Quantitative evaluation of distinct features of type 1 MNV lesions in nAMD and PNV may provide a better understanding of the underlying pathophysiological mechanisms causing MNV formation in these disorders. The aim of this study was to compare qualitative and quantitative features of type 1 MNVs including morphological characteristics as well as MNV area, vessel density (VD), total vessel length (VL), number of intersection points (IP), fractal dimension (FD), and lacunarity (LAC) between PNV and nAMD cases to find an answer to the following question: Is the structure of type 1 MNVs similar regardless of etiology?
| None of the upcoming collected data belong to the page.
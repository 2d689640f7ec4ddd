use anyhow::Result;
use chrono::NaiveDate;
use tracing::debug;

use std::io::{BufRead, Write};

use crate::{
    sale::{DateFormat, Sale},
    sales::date_span,
    stats::run_query,
};

/// An interactive question-and-answer session with the user.
///
/// Every prompt re-asks until it gets an acceptable answer. Running out of
/// input ends the session: the prompt methods then return `None` (or `false`
/// for [`Shell::ask_continue`]).
pub struct Shell<R, W> {
    input: R,
    output: W,
}

impl<R: BufRead, W: Write> Shell<R, W> {
    /// Creates a session that reads answers from `input` and writes prompts
    /// to `output`.
    pub fn new(input: R, output: W) -> Self {
        Self { input, output }
    }

    /// Returns the session's output, for inspection once it's over.
    pub fn into_output(self) -> W {
        self.output
    }

    fn read_line(&mut self) -> Result<Option<String>> {
        self.output.flush()?;
        let mut line = String::new();
        if self.input.read_line(&mut line)? == 0 {
            debug!("end of input");
            return Ok(None);
        }
        Ok(Some(line.trim().to_string()))
    }

    /// Asks the user which date layout their files use.
    ///
    /// # Errors
    ///
    /// Returns any errors from reading input or writing output.
    pub fn choose_format(&mut self) -> Result<Option<DateFormat>> {
        writeln!(
            self.output,
            "Select the date format used in your files by entering the corresponding number:"
        )?;
        for (i, format) in DateFormat::ALL.iter().enumerate() {
            writeln!(self.output, "{}: {format}", i + 1)?;
        }
        loop {
            write!(self.output, "Enter your choice: ")?;
            let Some(answer) = self.read_line()? else {
                return Ok(None);
            };
            match answer.parse::<usize>() {
                Ok(n) if (1..=DateFormat::ALL.len()).contains(&n) => {
                    let format = DateFormat::ALL[n - 1];
                    writeln!(self.output, "You selected: {format}")?;
                    writeln!(self.output)?;
                    return Ok(Some(format));
                }
                Ok(_) => writeln!(
                    self.output,
                    "Please enter a number between 1 and {}.",
                    DateFormat::ALL.len()
                )?,
                Err(_) => writeln!(self.output, "Invalid input. Please enter a number.")?,
            }
        }
    }

    fn read_date(&mut self, label: &str, format: DateFormat) -> Result<Option<NaiveDate>> {
        loop {
            writeln!(
                self.output,
                "Enter a valid {label} date in the format: {format}"
            )?;
            let Some(answer) = self.read_line()? else {
                return Ok(None);
            };
            match format.parse(&answer) {
                Ok(date) => return Ok(Some(date)),
                Err(_) => {
                    writeln!(
                        self.output,
                        "Invalid date format: {answer} does not match the format {format}"
                    )?;
                    writeln!(self.output)?;
                }
            }
        }
    }

    /// Asks the user for a start and end date, both within `span` and in
    /// order.
    ///
    /// # Errors
    ///
    /// Returns any errors from reading input or writing output.
    pub fn read_range(
        &mut self,
        format: DateFormat,
        span: (NaiveDate, NaiveDate),
    ) -> Result<Option<(NaiveDate, NaiveDate)>> {
        let (first, last) = span;
        let within = |date: NaiveDate| (first..=last).contains(&date);
        let first_text = format.format(first);
        let last_text = format.format(last);
        let start = loop {
            let Some(start) = self.read_date("start", format)? else {
                return Ok(None);
            };
            if within(start) {
                break start;
            }
            writeln!(
                self.output,
                "Start date must be within the range: {first_text} to {last_text}"
            )?;
            writeln!(self.output)?;
        };
        loop {
            let Some(end) = self.read_date("end", format)? else {
                return Ok(None);
            };
            if end < start {
                writeln!(
                    self.output,
                    "End date cannot be before the start date: {}",
                    format.format(start)
                )?;
            } else if !within(end) {
                writeln!(
                    self.output,
                    "End date must be within the sales range: {first_text} to {last_text}"
                )?;
            } else {
                return Ok(Some((start, end)));
            }
            writeln!(self.output)?;
        }
    }

    /// Asks whether the user wants to query another range.
    ///
    /// # Errors
    ///
    /// Returns any errors from reading input or writing output.
    pub fn ask_continue(&mut self) -> Result<bool> {
        loop {
            write!(
                self.output,
                "Do you want to enter another date range? (yes/no): "
            )?;
            let Some(answer) = self.read_line()? else {
                return Ok(false);
            };
            match answer.to_lowercase().as_str() {
                "yes" => return Ok(true),
                "no" => return Ok(false),
                _ => writeln!(self.output, "Invalid input! Please enter 'yes' or 'no'.")?,
            }
        }
    }

    /// Prints statistics for the sales dated between `start` and `end`, or
    /// says there are none.
    ///
    /// # Errors
    ///
    /// Returns any errors from writing output.
    pub fn report_range(
        &mut self,
        sales: &[Sale],
        start: NaiveDate,
        end: NaiveDate,
        format: DateFormat,
    ) -> Result<()> {
        let stats = run_query(sales, start, end);
        if stats.count == 0 {
            writeln!(self.output, "There are no sales in this range.")?;
        } else {
            writeln!(
                self.output,
                "For sales within the range {} - {} the statistics (rounded to two decimal places) are :",
                format.format(start),
                format.format(end)
            )?;
            writeln!(self.output, "{stats}")?;
        }
        Ok(())
    }

    /// Repeatedly asks for a date range and prints statistics for the sales
    /// in it, until the user is done.
    ///
    /// # Errors
    ///
    /// Returns any errors from reading input or writing output.
    pub fn run(&mut self, sales: &[Sale], format: DateFormat) -> Result<()> {
        let Some(span) = date_span(sales) else {
            return Ok(());
        };
        loop {
            writeln!(self.output, "Choose a range for sales analysis.")?;
            let Some((start, end)) = self.read_range(format, span)? else {
                return Ok(());
            };
            self.report_range(sales, start, end, format)?;
            writeln!(self.output)?;
            if !self.ask_continue()? {
                return Ok(());
            }
        }
    }
}

#[cfg(test)]
mod tests {
    use super::*;
    use std::io::Cursor;

    fn shell(input: &str) -> Shell<Cursor<&[u8]>, Vec<u8>> {
        Shell::new(Cursor::new(input.as_bytes()), Vec::new())
    }

    fn output(shell: Shell<Cursor<&[u8]>, Vec<u8>>) -> String {
        String::from_utf8(shell.into_output()).unwrap()
    }

    fn ymd(y: i32, m: u32, d: u32) -> NaiveDate {
        NaiveDate::from_ymd_opt(y, m, d).unwrap()
    }

    fn sample() -> Vec<Sale> {
        vec![
            Sale::new(ymd(2022, 1, 1), 10.0),
            Sale::new(ymd(2022, 1, 2), 20.0),
            Sale::new(ymd(2022, 1, 3), 30.0),
            Sale::new(ymd(2022, 2, 1), 500.0),
        ]
    }

    #[test]
    fn choose_format_fn_reprompts_until_valid_choice() {
        let mut sh = shell("abc\n7\n2\n");
        assert_eq!(sh.choose_format().unwrap(), Some(DateFormat::MonthDayYear));
        let out = output(sh);
        assert!(out.contains("4: yyyy-MM-dd"));
        assert!(out.contains("Invalid input. Please enter a number."));
        assert!(out.contains("Please enter a number between 1 and 4."));
        assert!(out.contains("You selected: MM/dd/yyyy"));
    }

    #[test]
    fn choose_format_fn_returns_none_at_end_of_input() {
        let mut sh = shell("0\n");
        assert_eq!(sh.choose_format().unwrap(), None);
    }

    #[test]
    fn read_range_fn_enforces_span_and_order() {
        let span = (ymd(2022, 1, 1), ymd(2022, 2, 1));
        let input = "bogus\n01/01/2021\n02/01/2022\n01/01/2022\n01/03/2022\n03/01/2022\n";
        let mut sh = shell(input);
        let range = sh.read_range(DateFormat::DayMonthYear, span).unwrap();
        assert_eq!(range, Some((ymd(2022, 1, 2), ymd(2022, 1, 3))));
        let out = output(sh);
        assert!(out.contains("Invalid date format: bogus does not match the format dd/MM/yyyy"));
        assert!(out.contains("Start date must be within the range: 01/01/2022 to 01/02/2022"));
        assert!(out.contains("End date cannot be before the start date: 02/01/2022"));
        assert!(out.contains("End date must be within the sales range: 01/01/2022 to 01/02/2022"));
    }

    #[test]
    fn ask_continue_fn_accepts_any_case_and_reprompts() {
        let mut sh = shell("maybe\n YES \n");
        assert!(sh.ask_continue().unwrap());
        assert!(output(sh).contains("Invalid input! Please enter 'yes' or 'no'."));
        assert!(!shell("No\n").ask_continue().unwrap());
        assert!(!shell("").ask_continue().unwrap());
    }

    #[test]
    fn run_fn_prints_statistics_for_each_range() {
        let input = "2022-01-01\n2022-01-03\nyes\n2022-01-04\n2022-01-31\nno\n";
        let mut sh = shell(input);
        sh.run(&sample(), DateFormat::Iso).unwrap();
        let out = output(sh);
        assert!(out.contains(
            "For sales within the range 2022-01-01 - 2022-01-03 the statistics (rounded to two decimal places) are :"
        ));
        assert!(out.contains("Number of sales: 3, average: 20.00, standard deviation: 10.00"));
        assert!(out.contains("There are no sales in this range."));
        assert_eq!(out.matches("Choose a range for sales analysis.").count(), 2);
    }

    #[test]
    fn run_fn_does_nothing_without_sales() {
        let mut sh = shell("2022-01-01\n");
        sh.run(&[], DateFormat::Iso).unwrap();
        assert!(output(sh).is_empty());
    }
}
If not, could a quantitative feature be identified that may be used in the differential diagnosis?

Methods

Forty-three treatment-naive eyes of 41 PNV patients and 40 treatment-naive eyes of 38 patients with nAMD were included. This study was conducted in accordance with the Declaration of Helsinki. The institutional Review Board of Ankara University School of Medicine approved the study (27 April 2022 İ05-251-22). The medical records of patients who visited Ankara University School of Medicine from January 2016 to February 2022 were reviewed.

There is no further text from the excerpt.